[Haskell-cafe] Re: inversion lists

Ted Zlatanov tzz at lifelogs.com
Wed Nov 18 21:57:56 EST 2009


On Thu, 19 Nov 2009 01:13:23 +0100 Henning Thielemann <lemming at henning-thielemann.de> wrote: 

HT> Ted Zlatanov schrieb:
>> On Mon, 16 Nov 2009 00:03:54 +0300 Eugene Kirpichov <ekirpichov at gmail.com> wrote: 
>> 
EK> 2009/11/15 Michael Mossey <mpm at alumni.caltech.edu>:
>>>> Can someone tell me if this is correct. I'm guessing that if I represent
>>>> two sets of integers by Word32 (where ith bit set means i is in the set),
>>>> then an algorithm to determine if x is a subset of y would go something
>>>> like
>>>> 
>>>> 
>>>> (y - x) == (y `exclusiveOr` x)
>> 
EK> It's simpler: "x&~y == 0"
>> 
>> Depending on the OP data set the simple bit vector may be a good
>> strategy, but I wonder if an inversion list would be better?  Do you
>> expect long runs of adjacent numbers and gaps?  Inversion lists tend to
>> encode those much more efficiently than bit vectors.
>> 
>> I'm just now learning Haskell so I don't know enough to show an
>> implementation but inversion lists are very simple conceptually.  If
>> your set is (2,3,4,5,8,9,10) the inversion list would be (2,6,8,11).
>> It's easy to generate it from a set of Ord elements.

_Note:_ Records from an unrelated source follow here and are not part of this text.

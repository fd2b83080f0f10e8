use std::collections::BTreeMap;
use std::fmt;

use rosterfill_model::Worksheet;
use serde::{Deserialize, Serialize};

/// Semantic columns recognized in roster and timesheet headers.
#[derive(Clone, Copy, Debug, PartialEq, Eq, PartialOrd, Ord, Hash, Serialize, Deserialize)]
#[serde(rename_all = "snake_case")]
pub enum FieldKey {
    Identifier,
    Code,
    Name,
    Date,
    Start,
    End,
    SegmentType,
    Override,
    Timezone,
}

impl FieldKey {
    /// Fields naming who a row is about.
    pub const IDENTITY: [FieldKey; 3] = [FieldKey::Identifier, FieldKey::Code, FieldKey::Name];

    /// Fields copied from records into the template.
    pub const TRANSACTIONAL: [FieldKey; 6] = [
        FieldKey::Date,
        FieldKey::Start,
        FieldKey::End,
        FieldKey::SegmentType,
        FieldKey::Override,
        FieldKey::Timezone,
    ];

    pub fn is_identity(self) -> bool {
        Self::IDENTITY.contains(&self)
    }

    pub fn as_str(self) -> &'static str {
        match self {
            FieldKey::Identifier => "identifier",
            FieldKey::Code => "code",
            FieldKey::Name => "name",
            FieldKey::Date => "date",
            FieldKey::Start => "start",
            FieldKey::End => "end",
            FieldKey::SegmentType => "segment_type",
            FieldKey::Override => "override",
            FieldKey::Timezone => "timezone",
        }
    }
}

impl fmt::Display for FieldKey {
    fn fmt(&self, f: &mut fmt::Formatter<'_>) -> fmt::Result {
        f.write_str(self.as_str())
    }
}

/// Header keywords per field, in precedence order. Matching is by substring of the
/// lower-cased, trimmed header text.
pub const FIELD_KEYWORDS: &[(FieldKey, &[&str])] = &[
    (
        FieldKey::Identifier,
        &[
            "id number",
            "employee id",
            "document id",
            "national id",
            "dni",
            "nie",
            "nif",
            "documento",
            "identificador",
        ],
    ),
    (
        FieldKey::Code,
        &["employee code", "code", "código", "codigo", "cod."],
    ),
    (
        FieldKey::Name,
        &["employee name", "full name", "name", "nombre", "empleado", "employee", "trabajador"],
    ),
    (FieldKey::Date, &["date", "fecha", "día"]),
    (
        FieldKey::Start,
        &["start", "from", "clock in", "inicio", "entrada", "desde"],
    ),
    (
        FieldKey::End,
        &["end", "until", "clock out", "fin", "salida", "hasta"],
    ),
    (
        FieldKey::SegmentType,
        &["segment", "type", "tipo", "tramo", "concepto"],
    ),
    (
        FieldKey::Override,
        &["override", "overwrite", "sobrescribir", "forzar"],
    ),
    (
        FieldKey::Timezone,
        &["timezone", "time zone", "zona horaria", "huso"],
    ),
];

/// Field -> 0-indexed column. Absent fields have no entry.
#[derive(Clone, Debug, Default, PartialEq, Eq, Serialize)]
#[serde(transparent)]
pub struct ColumnMap(BTreeMap<FieldKey, u32>);

impl ColumnMap {
    pub fn get(&self, field: FieldKey) -> Option<u32> {
        self.0.get(&field).copied()
    }

    pub fn contains(&self, field: FieldKey) -> bool {
        self.0.contains_key(&field)
    }

    /// Map `field` to `col` unless it is already mapped. Returns whether it was inserted.
    pub fn insert(&mut self, field: FieldKey, col: u32) -> bool {
        if self.0.contains_key(&field) {
            return false;
        }
        self.0.insert(field, col);
        true
    }

    pub fn iter(&self) -> impl Iterator<Item = (FieldKey, u32)> + '_ {
        self.0.iter().map(|(field, col)| (*field, *col))
    }

    pub fn len(&self) -> usize {
        self.0.len()
    }

    pub fn is_empty(&self) -> bool {
        self.0.is_empty()
    }
}

impl FromIterator<(FieldKey, u32)> for ColumnMap {
    fn from_iter<T: IntoIterator<Item = (FieldKey, u32)>>(iter: T) -> Self {
        let mut map = ColumnMap::default();
        for (field, col) in iter {
            map.insert(field, col);
        }
        map
    }
}

/// First field whose keywords occur in `header`, in table order.
pub fn classify_header(header: &str) -> Option<FieldKey> {
    let header = header.trim().to_lowercase();
    if header.is_empty() {
        return None;
    }
    FIELD_KEYWORDS
        .iter()
        .find(|(_, keywords)| keywords.iter().any(|kw| header.contains(kw)))
        .map(|(field, _)| *field)
}

/// Map header cells of `header_row` (0-indexed) to fields.
///
/// A header satisfies at most the first field it matches; when two columns match the same
/// field the leftmost wins and the other is ignored.
pub fn detect_columns(sheet: &Worksheet, header_row: u32) -> ColumnMap {
    let mut map = ColumnMap::default();
    for (col, cell) in sheet.row(header_row) {
        let Some(field) = classify_header(&cell.value.to_text()) else {
            continue;
        };
        if !map.insert(field, col) {
            log::debug!(
                "{}: ignoring column {col} for {field}, already mapped",
                sheet.name
            );
        }
    }
    map
}

#[cfg(test)]
mod tests {
    use super::*;
    use pretty_assertions::assert_eq;
    use rosterfill_model::{CellRef, CellValue};

    fn header(cells: &[&str]) -> Worksheet {
        let mut sheet = Worksheet::new("S");
        for (col, text) in cells.iter().enumerate() {
            sheet.set_value(CellRef::new(0, col as u32), CellValue::from(*text));
        }
        sheet
    }

    #[test]
    fn english_and_spanish_headers() {
        let map = detect_columns(
            &header(&["Employee ID", "Employee Name", "Date", "Start", "End", "Segment Type"]),
            0,
        );
        assert_eq!(
            map.iter().collect::<Vec<_>>(),
            vec![
                (FieldKey::Identifier, 0),
                (FieldKey::Name, 1),
                (FieldKey::Date, 2),
                (FieldKey::Start, 3),
                (FieldKey::End, 4),
                (FieldKey::SegmentType, 5),
            ]
        );

        let map = detect_columns(
            &header(&["DNI", "Nombre", "Fecha", "Hora inicio", "Hora fin", "Zona horaria"]),
            0,
        );
        assert_eq!(map.get(FieldKey::Identifier), Some(0));
        assert_eq!(map.get(FieldKey::Name), Some(1));
        assert_eq!(map.get(FieldKey::Start), Some(3));
        assert_eq!(map.get(FieldKey::End), Some(4));
        assert_eq!(map.get(FieldKey::Timezone), Some(5));
    }

    #[test]
    fn first_column_wins_for_a_field() {
        let map = detect_columns(&header(&["Name", "Full name", "Start"]), 0);
        assert_eq!(map.get(FieldKey::Name), Some(0));
        assert_eq!(map.len(), 2);
    }

    #[test]
    fn header_matches_only_its_first_field() {
        // "employee code" would also match Name's "employee".
        assert_eq!(classify_header("  Employee Code "), Some(FieldKey::Code));
        let map = detect_columns(&header(&["Employee code", "Employee"]), 0);
        assert_eq!(map.get(FieldKey::Code), Some(0));
        assert_eq!(map.get(FieldKey::Name), Some(1));
    }

    #[test]
    fn unknown_and_blank_headers_are_absent() {
        let map = detect_columns(&header(&["Notes", "", "Comments"]), 0);
        assert!(map.is_empty());
        assert!(!map.contains(FieldKey::Identifier));
    }
}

HT> Is "inversion list" = "Gray code" ?

No.  An inversion list contains the boundaries of all the continuous
intervals in the input.  In other words, any time you see input of
[n,n+1, n+2...n+k,n+m...] where m > k+1 your inversion list gets the
entries n and n+k+1.

As I said I'm just starting to learn Haskell so I can't give a proper
implementation:

isSuccessor:: (Num a) => a -> a -> Bool
isSuccessor x y = x+1 == y

inversion :: (Num a) => [a] -> [a]
inversion [] = []
inversion (x:xs) = x:(inversion . dropWhile isSuccessor xs)

The above is obviously broken, but the idea is to drop successive
elements.  I don't know how to do that in a predicate for dropWhile so I
may need a different function from Data.List or elsewhere.